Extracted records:
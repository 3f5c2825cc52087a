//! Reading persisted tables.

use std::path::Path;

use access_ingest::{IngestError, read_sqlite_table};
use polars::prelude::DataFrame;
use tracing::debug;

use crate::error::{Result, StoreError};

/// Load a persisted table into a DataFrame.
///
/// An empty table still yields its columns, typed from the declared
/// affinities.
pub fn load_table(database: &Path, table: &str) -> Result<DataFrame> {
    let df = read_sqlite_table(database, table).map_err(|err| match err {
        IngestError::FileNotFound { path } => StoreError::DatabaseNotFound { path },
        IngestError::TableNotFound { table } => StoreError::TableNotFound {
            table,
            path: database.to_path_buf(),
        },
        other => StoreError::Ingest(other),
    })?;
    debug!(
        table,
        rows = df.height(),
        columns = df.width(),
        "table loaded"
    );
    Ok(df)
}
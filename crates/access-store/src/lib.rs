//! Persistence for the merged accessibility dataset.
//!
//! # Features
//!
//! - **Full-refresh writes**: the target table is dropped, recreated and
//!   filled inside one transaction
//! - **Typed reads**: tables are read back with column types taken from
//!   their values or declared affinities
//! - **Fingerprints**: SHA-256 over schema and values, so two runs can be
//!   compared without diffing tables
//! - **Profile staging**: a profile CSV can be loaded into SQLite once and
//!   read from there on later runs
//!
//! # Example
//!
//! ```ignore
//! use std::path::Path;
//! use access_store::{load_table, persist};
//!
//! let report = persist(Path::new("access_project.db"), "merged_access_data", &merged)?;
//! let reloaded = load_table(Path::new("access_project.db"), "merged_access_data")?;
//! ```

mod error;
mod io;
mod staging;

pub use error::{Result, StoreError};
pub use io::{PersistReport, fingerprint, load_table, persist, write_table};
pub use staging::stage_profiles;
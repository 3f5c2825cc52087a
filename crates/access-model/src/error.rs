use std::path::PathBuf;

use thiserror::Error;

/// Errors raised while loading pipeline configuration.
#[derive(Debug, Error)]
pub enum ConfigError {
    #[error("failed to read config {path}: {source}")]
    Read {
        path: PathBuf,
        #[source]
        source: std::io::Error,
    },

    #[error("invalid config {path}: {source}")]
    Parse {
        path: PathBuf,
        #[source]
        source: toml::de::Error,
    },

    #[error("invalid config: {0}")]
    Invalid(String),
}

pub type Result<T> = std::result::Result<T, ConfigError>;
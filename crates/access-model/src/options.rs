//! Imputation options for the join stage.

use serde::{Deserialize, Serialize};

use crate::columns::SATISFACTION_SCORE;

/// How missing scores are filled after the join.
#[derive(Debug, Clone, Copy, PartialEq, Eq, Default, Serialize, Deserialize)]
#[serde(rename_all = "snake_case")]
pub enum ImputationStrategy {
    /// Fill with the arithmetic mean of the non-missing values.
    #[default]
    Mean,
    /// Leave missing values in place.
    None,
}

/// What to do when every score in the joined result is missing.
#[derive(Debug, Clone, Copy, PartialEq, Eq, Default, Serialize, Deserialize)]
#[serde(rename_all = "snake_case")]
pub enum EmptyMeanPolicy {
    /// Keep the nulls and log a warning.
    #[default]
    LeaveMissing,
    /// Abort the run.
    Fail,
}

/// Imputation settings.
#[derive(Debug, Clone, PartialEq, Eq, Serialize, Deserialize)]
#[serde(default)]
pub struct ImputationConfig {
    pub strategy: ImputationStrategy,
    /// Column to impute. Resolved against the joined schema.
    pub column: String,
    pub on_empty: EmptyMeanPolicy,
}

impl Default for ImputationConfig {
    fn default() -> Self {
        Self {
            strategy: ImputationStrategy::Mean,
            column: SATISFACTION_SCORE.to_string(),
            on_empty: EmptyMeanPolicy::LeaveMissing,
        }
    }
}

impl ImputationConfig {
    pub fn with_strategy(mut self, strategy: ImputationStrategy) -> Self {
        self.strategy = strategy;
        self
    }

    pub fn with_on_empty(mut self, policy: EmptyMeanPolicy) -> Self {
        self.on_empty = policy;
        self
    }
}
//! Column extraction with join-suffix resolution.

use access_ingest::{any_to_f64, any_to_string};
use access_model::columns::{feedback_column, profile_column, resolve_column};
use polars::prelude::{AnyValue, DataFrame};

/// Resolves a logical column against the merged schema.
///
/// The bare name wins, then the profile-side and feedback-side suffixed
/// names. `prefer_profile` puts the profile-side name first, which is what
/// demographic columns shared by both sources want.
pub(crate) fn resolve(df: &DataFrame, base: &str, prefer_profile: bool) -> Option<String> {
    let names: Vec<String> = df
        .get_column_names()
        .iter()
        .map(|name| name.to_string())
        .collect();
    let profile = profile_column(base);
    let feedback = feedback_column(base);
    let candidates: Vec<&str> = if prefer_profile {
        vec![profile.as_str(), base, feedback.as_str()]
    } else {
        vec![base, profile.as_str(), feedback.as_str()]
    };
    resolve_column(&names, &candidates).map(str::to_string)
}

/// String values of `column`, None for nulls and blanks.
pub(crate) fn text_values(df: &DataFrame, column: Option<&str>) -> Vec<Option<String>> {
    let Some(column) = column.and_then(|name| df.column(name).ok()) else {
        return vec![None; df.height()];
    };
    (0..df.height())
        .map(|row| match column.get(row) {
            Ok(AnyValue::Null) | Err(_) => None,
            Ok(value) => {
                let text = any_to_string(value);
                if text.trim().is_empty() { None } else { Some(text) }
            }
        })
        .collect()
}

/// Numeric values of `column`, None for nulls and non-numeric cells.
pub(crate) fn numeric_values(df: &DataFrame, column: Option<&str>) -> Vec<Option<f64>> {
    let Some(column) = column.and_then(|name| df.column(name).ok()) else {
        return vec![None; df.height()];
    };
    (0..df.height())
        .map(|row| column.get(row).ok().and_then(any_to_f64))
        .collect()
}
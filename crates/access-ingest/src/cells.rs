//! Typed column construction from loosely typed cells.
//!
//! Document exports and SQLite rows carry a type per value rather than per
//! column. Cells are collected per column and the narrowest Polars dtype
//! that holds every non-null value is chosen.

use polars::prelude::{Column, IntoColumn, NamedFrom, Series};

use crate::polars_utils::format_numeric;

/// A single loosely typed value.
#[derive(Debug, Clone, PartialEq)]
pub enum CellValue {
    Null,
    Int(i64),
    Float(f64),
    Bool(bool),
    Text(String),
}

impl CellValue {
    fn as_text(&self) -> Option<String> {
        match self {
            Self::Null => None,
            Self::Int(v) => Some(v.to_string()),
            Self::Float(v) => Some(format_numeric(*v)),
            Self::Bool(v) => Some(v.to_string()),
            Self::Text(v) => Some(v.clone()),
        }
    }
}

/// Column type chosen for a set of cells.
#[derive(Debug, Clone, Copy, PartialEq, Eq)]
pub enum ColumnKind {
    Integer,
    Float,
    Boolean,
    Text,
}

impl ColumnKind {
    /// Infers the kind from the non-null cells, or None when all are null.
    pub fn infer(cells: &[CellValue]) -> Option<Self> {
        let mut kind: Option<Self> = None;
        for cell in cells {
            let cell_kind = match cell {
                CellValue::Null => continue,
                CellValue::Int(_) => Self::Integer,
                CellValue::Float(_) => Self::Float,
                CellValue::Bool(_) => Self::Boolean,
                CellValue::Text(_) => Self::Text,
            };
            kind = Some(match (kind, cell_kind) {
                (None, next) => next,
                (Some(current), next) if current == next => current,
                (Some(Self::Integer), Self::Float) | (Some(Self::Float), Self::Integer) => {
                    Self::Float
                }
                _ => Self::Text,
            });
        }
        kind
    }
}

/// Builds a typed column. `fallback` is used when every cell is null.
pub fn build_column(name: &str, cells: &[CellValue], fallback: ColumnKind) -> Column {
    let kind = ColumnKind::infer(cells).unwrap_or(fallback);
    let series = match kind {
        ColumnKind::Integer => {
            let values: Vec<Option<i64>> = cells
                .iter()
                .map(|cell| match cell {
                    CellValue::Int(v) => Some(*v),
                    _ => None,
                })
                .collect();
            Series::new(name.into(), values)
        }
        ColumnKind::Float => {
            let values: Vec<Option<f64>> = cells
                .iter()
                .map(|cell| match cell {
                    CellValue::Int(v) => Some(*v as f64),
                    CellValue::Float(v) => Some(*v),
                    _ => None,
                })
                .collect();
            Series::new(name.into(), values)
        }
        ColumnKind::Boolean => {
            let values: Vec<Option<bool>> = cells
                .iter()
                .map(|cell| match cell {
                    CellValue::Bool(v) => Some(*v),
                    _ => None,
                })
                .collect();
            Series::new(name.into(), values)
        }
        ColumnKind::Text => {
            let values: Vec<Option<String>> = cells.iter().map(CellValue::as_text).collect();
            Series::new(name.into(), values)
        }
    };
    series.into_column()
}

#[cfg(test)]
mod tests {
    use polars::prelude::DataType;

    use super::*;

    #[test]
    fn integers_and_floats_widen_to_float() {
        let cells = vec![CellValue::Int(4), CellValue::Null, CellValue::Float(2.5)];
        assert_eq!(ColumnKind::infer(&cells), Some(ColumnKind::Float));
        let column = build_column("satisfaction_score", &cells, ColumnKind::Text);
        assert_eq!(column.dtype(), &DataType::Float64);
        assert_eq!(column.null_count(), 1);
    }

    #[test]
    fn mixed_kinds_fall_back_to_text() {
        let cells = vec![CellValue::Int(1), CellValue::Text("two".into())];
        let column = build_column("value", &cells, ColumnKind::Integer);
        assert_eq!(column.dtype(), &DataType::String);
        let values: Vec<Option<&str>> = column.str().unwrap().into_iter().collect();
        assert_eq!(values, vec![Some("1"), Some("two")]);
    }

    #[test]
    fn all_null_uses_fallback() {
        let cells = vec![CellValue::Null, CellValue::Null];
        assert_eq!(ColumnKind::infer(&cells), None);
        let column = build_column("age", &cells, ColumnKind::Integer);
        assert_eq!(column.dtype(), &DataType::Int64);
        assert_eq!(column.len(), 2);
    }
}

● **Goal of the exercise**: Which lines in the entries above contain "dtype"? Pull each of them out.

● **Solved problem**:
//! column. Cells are collected per column and the narrowest Polars dtype
        assert_eq!(column.dtype(), &DataType::Float64);
        assert_eq!(column.dtype(), &DataType::String);
        assert_eq!(column.dtype(), &DataType::Int64);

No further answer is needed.